**Brief:** In exact form, please repeat the records from their opening line down to the line with "const FRAMEWORK_TERMS: &[&str]", including that line.

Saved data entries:
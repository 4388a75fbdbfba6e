//! Text heuristics applied to fetched content.
//!
//! Keyword checks, category routing and the title/domain/slug derivation
//! that decides where an analysis file lands. All functions are pure.

use regex::Regex;
use reqwest::Url;
use sha2::{Digest, Sha256};

use crate::models::{Assessment, Category};

/// Vendor names that route an entry to the tool-specific section.
const TOOL_TERMS: &[&str] = &["google", "gemini", "openai", "anthropic", "claude"];

/// Terms that route an entry to the framework section when no vendor matches.
const FRAMEWORK_TERMS: &[&str] = &["framework", "pattern", "architecture"];

/// Case-insensitive whole-word matcher over a keyword list.
pub struct KeywordMatcher {
    regex: Option<Regex>,
}

impl KeywordMatcher {
    pub fn new(keywords: &[String]) -> anyhow::Result<Self> {
        let alternatives: Vec<String> = keywords
            .iter()
            .map(|k| k.trim())
            .filter(|k| !k.is_empty())
            .map(regex::escape)
            .collect();

        if alternatives.is_empty() {
            return Ok(Self { regex: None });
        }

        // \b only anchors on word characters, so edges like "10x" and
        // "game-changer" still match inside prose.
        let pattern = format!(r"(?i)\b(?:{})\b", alternatives.join("|"));
        Ok(Self {
            regex: Some(Regex::new(&pattern)?),
        })
    }

    /// Distinct keywords found in `text`, lowercased, in order of first appearance.
    pub fn hits(&self, text: &str) -> Vec<String> {
        let Some(re) = &self.regex else {
            return Vec::new();
        };
        let mut out: Vec<String> = Vec::new();
        for m in re.find_iter(text) {
            let hit = m.as_str().to_lowercase();
            if !out.contains(&hit) {
                out.push(hit);
            }
        }
        out
    }
}

pub fn assess(text: &str, relevance: &KeywordMatcher, marketing: &KeywordMatcher) -> Assessment {
    Assessment {
        relevance_hits: relevance.hits(text),
        marketing_hits: marketing.hits(text),
    }
}

/// Pick the index category for the content.
///
/// Vendor names win over framework terms; content matching neither falls
/// back to the tool-specific section.
pub fn categorize(text: &str) -> Category {
    let lower = text.to_lowercase();
    if TOOL_TERMS.iter().any(|t| lower.contains(t)) {
        Category::ToolSpecific
    } else if FRAMEWORK_TERMS.iter().any(|t| lower.contains(t)) {
        Category::Framework
    } else {
        Category::ToolSpecific
    }
}

/// Extract a title from Reader output.
///
/// The Reader API prefixes its output with `Title: ...`; plain Markdown
/// falls back to the first `# ` heading.
pub fn extract_title(content: &str) -> Option<String> {
    let from_header = content
        .lines()
        .take_while(|l| !l.starts_with("Markdown Content:"))
        .find_map(|l| l.strip_prefix("Title:"))
        .map(str::trim)
        .filter(|t| !t.is_empty());

    if let Some(t) = from_header {
        return Some(t.to_string());
    }

    content
        .lines()
        .find_map(|l| l.trim_start().strip_prefix("# "))
        .map(str::trim)
        .filter(|t| !t.is_empty())
        .map(str::to_string)
}

/// Host of the URL without a leading `www.`, or `unknown`.
pub fn domain_of(url: &str) -> String {
    Url::parse(url.trim())
        .ok()
        .and_then(|u| u.host_str().map(str::to_string))
        .map(|h| h.strip_prefix("www.").map(str::to_string).unwrap_or(h))
        .unwrap_or_else(|| "unknown".to_string())
}

/// Lowercase, dash-separated, truncated slug of a title.
pub fn slugify(title: &str, max_chars: usize) -> String {
    let mut slug = String::with_capacity(title.len());
    let mut pending_dash = false;
    for c in title.chars().flat_map(char::to_lowercase) {
        if c.is_alphanumeric() {
            if pending_dash && !slug.is_empty() {
                slug.push('-');
            }
            pending_dash = false;
            slug.push(c);
        } else {
            pending_dash = true;
        }
    }

    let truncated: String = slug.chars().take(max_chars).collect();
    let trimmed = truncated.trim_end_matches('-');
    if trimmed.is_empty() {
        "untitled".to_string()
    } else {
        trimmed.to_string()
    }
}

/// First `max_chars` characters of the content, with an ellipsis when cut.
pub fn excerpt(content: &str, max_chars: usize) -> String {
    let trimmed = content.trim();
    match trimmed.char_indices().nth(max_chars) {
        Some((idx, _)) => format!("{}…", trimmed[..idx].trim_end()),
        None => trimmed.to_string(),
    }
}

pub fn sha256_hex(input: &str) -> String {
    let mut hasher = Sha256::new();
    hasher.update(input.as_bytes());
    format!("{:x}", hasher.finalize())
}

/// Stable short identifier of a source URL.
pub fn source_id(url: &str) -> String {
    sha256_hex(url.trim())[..12].to_string()
}

#[cfg(test)]
mod tests {
    use super::*;

    fn matcher(words: &[&str]) -> KeywordMatcher {
        let owned: Vec<String> = words.iter().map(|s| s.to_string()).collect();
        KeywordMatcher::new(&owned).unwrap()
    }

    #[test]
    fn test_category_vendor_wins() {
        assert_eq!(
            categorize("An architecture pattern built on Claude"),
            Category::ToolSpecific
        );
        assert_eq!(categorize("Notes on GEMINI pricing"), Category::ToolSpecific);
    }

    #[test]
    fn test_category_framework_terms() {
        assert_eq!(
            categorize("A layered architecture for agents"),
            Category::Framework
        );
        assert_eq!(categorize("Design Patterns revisited"), Category::Framework);
    }

    #[test]
    fn test_category_default_is_tool_specific() {
        assert_eq!(categorize("gardening tips"), Category::ToolSpecific);
        assert_eq!(categorize(""), Category::ToolSpecific);
    }

    #[test]
    fn test_keyword_whole_word_case_insensitive() {
        let m = matcher(&["ai", "llm"]);
        assert_eq!(m.hits("LLM tooling and AI"), vec!["llm", "ai"]);
        // "ai" inside "maintain" is not a hit
        assert!(m.hits("maintain the rain gauge").is_empty());
    }

    #[test]
    fn test_keyword_hits_deduplicated() {
        let m = matcher(&["agent"]);
        assert_eq!(m.hits("agent Agent AGENT"), vec!["agent"]);
    }

    #[test]
    fn test_marketing_phrases_with_punctuation() {
        let m = matcher(&["game-changer", "10x"]);
        let hits = m.hits("This game-changer makes you 10x faster.");
        assert_eq!(hits, vec!["game-changer", "10x"]);
    }

    #[test]
    fn test_empty_keyword_list_never_matches() {
        let m = matcher(&[]);
        assert!(m.hits("anything").is_empty());
    }

    #[test]
    fn test_assess() {
        let rel = matcher(&["llm"]);
        let mkt = matcher(&["revolutionary"]);
        let a = assess("A revolutionary LLM", &rel, &mkt);
        assert!(a.is_relevant());
        assert!(a.has_marketing());
    }

    #[test]
    fn test_extract_title_reader_header() {
        let content = "Title: Building Agents\n\nURL Source: https://x.dev\n\nMarkdown Content:\n# Other";
        assert_eq!(extract_title(content).as_deref(), Some("Building Agents"));
    }

    #[test]
    fn test_extract_title_heading_fallback() {
        let content = "Some intro\n\n# Heading Title\n\nbody";
        assert_eq!(extract_title(content).as_deref(), Some("Heading Title"));
        assert_eq!(extract_title("no title here"), None);
    }

    #[test]
    fn test_title_line_in_body_ignored() {
        let content = "Markdown Content:\nTitle: not a header\n";
        assert_eq!(extract_title(content), None);
    }

    #[test]
    fn test_domain_of() {
        assert_eq!(domain_of("https://www.example.com/a/b"), "example.com");
        assert_eq!(domain_of("http://blog.rust-lang.org"), "blog.rust-lang.org");
        assert_eq!(domain_of("not a url"), "unknown");
    }

    #[test]
    fn test_slugify() {
        assert_eq!(slugify("Hello, World!", 50), "hello-world");
        assert_eq!(slugify("  --Rust & LLMs: A Guide--  ", 50), "rust-llms-a-guide");
        assert_eq!(slugify("!!!", 50), "untitled");
    }

    #[test]
    fn test_slugify_truncates_without_trailing_dash() {
        let slug = slugify("abcde fghij", 6);
        assert_eq!(slug, "abcde");
        assert!(slugify(&"word ".repeat(40), 50).chars().count() <= 50);
    }

    #[test]
    fn test_slug_lossy_collision() {
        let a = slugify("Understanding Agents: Part One of a Very Long Series Title", 30);
        let b = slugify("Understanding agents - part one of a very long series (draft)", 30);
        assert_eq!(a, b);
    }

    #[test]
    fn test_excerpt() {
        assert_eq!(excerpt("  short  ", 10), "short");
        assert_eq!(excerpt("abcdefgh", 3), "abc…");
        // Multi-byte characters are cut on char boundaries
        assert_eq!(excerpt("ééééé", 2), "éé…");
    }

    #[test]
    fn test_source_id_stable() {
        assert_eq!(source_id("https://a.dev/x"), source_id(" https://a.dev/x "));
        assert_eq!(source_id("https://a.dev/x").len(), 12);
        assert_ne!(source_id("https://a.dev/x"), source_id("https://a.dev/y"));
    }
}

**Exercise result:**
repository 4388a75fbdbfba6e
//! Text heuristics applied to fetched content.
//!
//! Keyword checks, category routing and the title/domain/slug derivation
//! that decides where an analysis file lands. All functions are pure.

use regex::Regex;
use reqwest::Url;
use sha2::{Digest, Sha256};

use crate::models::{Assessment, Category};

/// Vendor names that route an entry to the tool-specific section.
const TOOL_TERMS: &[&str] = &["google", "gemini", "openai", "anthropic", "claude"];

/// Terms that route an entry to the framework section when no vendor matches.
const FRAMEWORK_TERMS: &[&str] = &["framework", "pattern", "architecture"];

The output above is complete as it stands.